The Daily Mail had an eye-catching headline over the weekend – “Amazon wages war on grocers” – as it reported that the online retail giant was hiring 2,500 UK staff. The Mail said Amazon was upping its assault on Britain’s retailers as experts bet on a takeover of online grocer Ocado. A separate Mail on Sunday article said Ocado had been “besieged” in the past week by hedge funds placing huge bets on a share price fall at the online grocer, with about £275m now being staked on a decline.

Tesco is preparing to tackle its growing debt pile after the sale of the South Korean business last year, The Sunday Telegraph writes. The supermarket is planning to repay £1.4bn of its borrowings over the coming months as two repayment deadlines loom. This morning’s Telegraph reports that Tesco is also abandoning its attack on the UK sandwich market by closing its two food-to-go concept stores in London originally opened to lure in lunchtime trade. “Tesco’s attempt to squash Pret in the sandwich market has ended with a retreat by Britain’s biggest supermarket after it admitted customers were not interested,” the paper said.

The Times picks up on a study this morning stating that supermarkets are still routinely mistreating suppliers by paying bills late.
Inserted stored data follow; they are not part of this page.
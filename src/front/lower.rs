//! Symbol resolution: lowers the parse tree into the resolved program.
//!
//! Builds the symbol table in two passes.  The first collects every global
//! name (variables and function signatures share one declaration-order
//! numbering), so calls may refer to functions declared later in the file.
//! The second walks each function body, opening a scope per block, and
//! replaces every name with its resolved symbol.

use derive_more::Display;

use crate::common::{Id, Map};
use crate::front::ast;
use crate::middle::sem;

#[derive(Display, Debug)]
pub enum SemError {
    #[display("'{_0}' is declared more than once at top level")]
    DuplicateGlobal(Id),
    #[display("'{_0}' is declared more than once in the same scope in {_1}")]
    DuplicateLocal(Id, Id),
    #[display("'{_0}' is not declared in {_1}")]
    Undeclared(Id, Id),
    #[display("'{_0}' is a function, not a variable, in {_1}")]
    NotAVariable(Id, Id),
    #[display("'{_0}' is not a function in {_1}")]
    NotAFunction(Id, Id),
}

/// What a global name refers to.
enum GlobalEntry {
    Var { seq: usize },
    Func { seq: usize, nparms: usize },
}

pub fn lower(program: &ast::Program) -> Result<sem::Program, SemError> {
    let mut globals = Map::new();
    let mut global_names = Vec::new();
    let mut seq = 0;

    for decl in &program.decls {
        match decl {
            ast::Decl::Globals(names) => {
                for &name in names {
                    if globals.insert(name, GlobalEntry::Var { seq }).is_some() {
                        return Err(SemError::DuplicateGlobal(name));
                    }
                    global_names.push(name);
                    seq += 1;
                }
            }
            ast::Decl::Function(func) => {
                let entry = GlobalEntry::Func {
                    seq,
                    nparms: func.params.len(),
                };
                if globals.insert(func.name, entry).is_some() {
                    return Err(SemError::DuplicateGlobal(func.name));
                }
                seq += 1;
            }
        }
    }

    let mut strings = Vec::new();
    let mut functions = Vec::new();
    for decl in &program.decls {
        if let ast::Decl::Function(func) = decl {
            let seq = match globals.get(&func.name) {
                Some(GlobalEntry::Func { seq, .. }) => *seq,
                _ => unreachable!("function names map to function entries"),
            };
            functions.push(FunctionScope::new(func, &globals, &mut strings).lower(seq)?);
        }
    }

    Ok(sem::Program {
        strings,
        globals: global_names,
        functions,
    })
}

/// Scoped resolution state for one function body.
struct FunctionScope<'a> {
    func: &'a ast::FuncDecl,
    globals: &'a Map<Id, GlobalEntry>,
    strings: &'a mut Vec<String>,
    /// Innermost scope last.  The outermost scope holds the parameters.
    scopes: Vec<Map<Id, sem::Symbol>>,
    nlocals: usize,
}

impl<'a> FunctionScope<'a> {
    fn new(
        func: &'a ast::FuncDecl,
        globals: &'a Map<Id, GlobalEntry>,
        strings: &'a mut Vec<String>,
    ) -> Self {
        let mut params = Map::new();
        for (seq, &name) in func.params.iter().enumerate() {
            params.insert(
                name,
                sem::Symbol {
                    name,
                    kind: sem::SymbolKind::Parameter,
                    seq,
                },
            );
        }

        FunctionScope {
            func,
            globals,
            strings,
            scopes: vec![params],
            nlocals: 0,
        }
    }

    fn lower(mut self, seq: usize) -> Result<sem::Function, SemError> {
        let func = self.func;
        let body = self.stmt(&func.body)?;
        Ok(sem::Function {
            name: func.name,
            seq,
            nparms: func.params.len(),
            nlocals: self.nlocals,
            body,
        })
    }

    fn declare(&mut self, name: Id) -> Result<(), SemError> {
        let symbol = sem::Symbol {
            name,
            kind: sem::SymbolKind::Local,
            seq: self.nlocals,
        };
        let scope = self.scopes.last_mut().expect("scope stack is never empty");
        if scope.insert(name, symbol).is_some() {
            return Err(SemError::DuplicateLocal(name, self.func.name));
        }
        self.nlocals += 1;
        Ok(())
    }

    fn variable(&self, name: Id) -> Result<sem::Symbol, SemError> {
        for scope in self.scopes.iter().rev() {
            if let Some(&symbol) = scope.get(&name) {
                return Ok(symbol);
            }
        }
        match self.globals.get(&name) {
            Some(GlobalEntry::Var { seq }) => Ok(sem::Symbol {
                name,
                kind: sem::SymbolKind::Global,
                seq: *seq,
            }),
            Some(GlobalEntry::Func { .. }) => Err(SemError::NotAVariable(name, self.func.name)),
            None => Err(SemError::Undeclared(name, self.func.name)),
        }
    }

    fn callee(&self, name: Id) -> Result<sem::FuncRef, SemError> {
        match self.globals.get(&name) {
            Some(GlobalEntry::Func { nparms, .. }) => Ok(sem::FuncRef {
                name,
                nparms: *nparms,
            }),
            Some(GlobalEntry::Var { .. }) => Err(SemError::NotAFunction(name, self.func.name)),
            None => Err(SemError::Undeclared(name, self.func.name)),
        }
    }

    fn stmt(&mut self, stmt: &ast::Stmt) -> Result<sem::Stmt, SemError> {
        match stmt {
            ast::Stmt::Block(stmts) => {
                self.scopes.push(Map::new());
                let mut lowered = Vec::new();
                for stmt in stmts {
                    // Declarations only extend the scope; they leave no
                    // statement behind.
                    if let ast::Stmt::Declare(names) = stmt {
                        for &name in names {
                            self.declare(name)?;
                        }
                        continue;
                    }
                    lowered.push(self.stmt(stmt)?);
                }
                self.scopes.pop();
                Ok(sem::Stmt::Block(lowered))
            }
            ast::Stmt::Declare(names) => {
                // A declaration outside a block, e.g. as a bare `if` branch.
                for &name in names {
                    self.declare(name)?;
                }
                Ok(sem::Stmt::Block(Vec::new()))
            }
            ast::Stmt::Assign { target, op, value } => Ok(sem::Stmt::Assign {
                target: self.variable(*target)?,
                op: *op,
                value: self.expr(value)?,
            }),
            ast::Stmt::Print(items) => {
                let items = items
                    .iter()
                    .map(|item| match item {
                        ast::PrintItem::Text(text) => {
                            self.strings.push(text.clone());
                            Ok(sem::PrintItem::Text(self.strings.len() - 1))
                        }
                        ast::PrintItem::Value(expr) => Ok(sem::PrintItem::Value(self.expr(expr)?)),
                    })
                    .collect::<Result<_, _>>()?;
                Ok(sem::Stmt::Print(items))
            }
            ast::Stmt::Return(expr) => Ok(sem::Stmt::Return(self.expr(expr)?)),
            ast::Stmt::If { guard, tt, ff } => Ok(sem::Stmt::If {
                guard: self.relation(guard)?,
                tt: Box::new(self.stmt(tt)?),
                ff: match ff {
                    Some(ff) => Some(Box::new(self.stmt(ff)?)),
                    None => None,
                },
            }),
            ast::Stmt::While { guard, body } => Ok(sem::Stmt::While {
                guard: self.relation(guard)?,
                body: Box::new(self.stmt(body)?),
            }),
            ast::Stmt::Continue => Ok(sem::Stmt::Continue),
        }
    }

    fn relation(&mut self, relation: &ast::Relation) -> Result<sem::Relation, SemError> {
        Ok(sem::Relation {
            op: relation.op,
            lhs: self.expr(&relation.lhs)?,
            rhs: self.expr(&relation.rhs)?,
        })
    }

    fn expr(&mut self, expr: &ast::Expr) -> Result<sem::Expr, SemError> {
        match expr {
            ast::Expr::Const(value) => Ok(sem::Expr::Const(*value)),
            ast::Expr::Var(name) => Ok(sem::Expr::Var(self.variable(*name)?)),
            ast::Expr::Call { callee, args } => Ok(sem::Expr::Call {
                callee: self.callee(*callee)?,
                args: args.iter().map(|arg| self.expr(arg)).collect::<Result<_, _>>()?,
            }),
            ast::Expr::UOp { op, operand } => Ok(sem::Expr::UOp {
                op: *op,
                operand: Box::new(self.expr(operand)?),
            }),
            ast::Expr::BOp { op, lhs, rhs } => Ok(sem::Expr::BOp {
                op: *op,
                lhs: Box::new(self.expr(lhs)?),
                rhs: Box::new(self.expr(rhs)?),
            }),
        }
    }
}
An analysis of thousands of invoices from small and medium-sized suppliers by MarketInvoice found almost 70% of payments made by supermarkets were late in 2015.

Consumer goods giant Unilever has said its 7,500 UK jobs are safe even if Britain votes to leave the EU. In an interview with the Guardian, CEO Paul Polman threw his weight behind the ‘in’ campaign, but said Unilever’s UK sites would not be affected by a vote to leave.

Diageo is expected to unveil a 2% sales slip in the US market this week, contributing to an estimated 5% fall in first-half profits, putting boss Ivan Menezes under renewed pressure (The Sunday Times).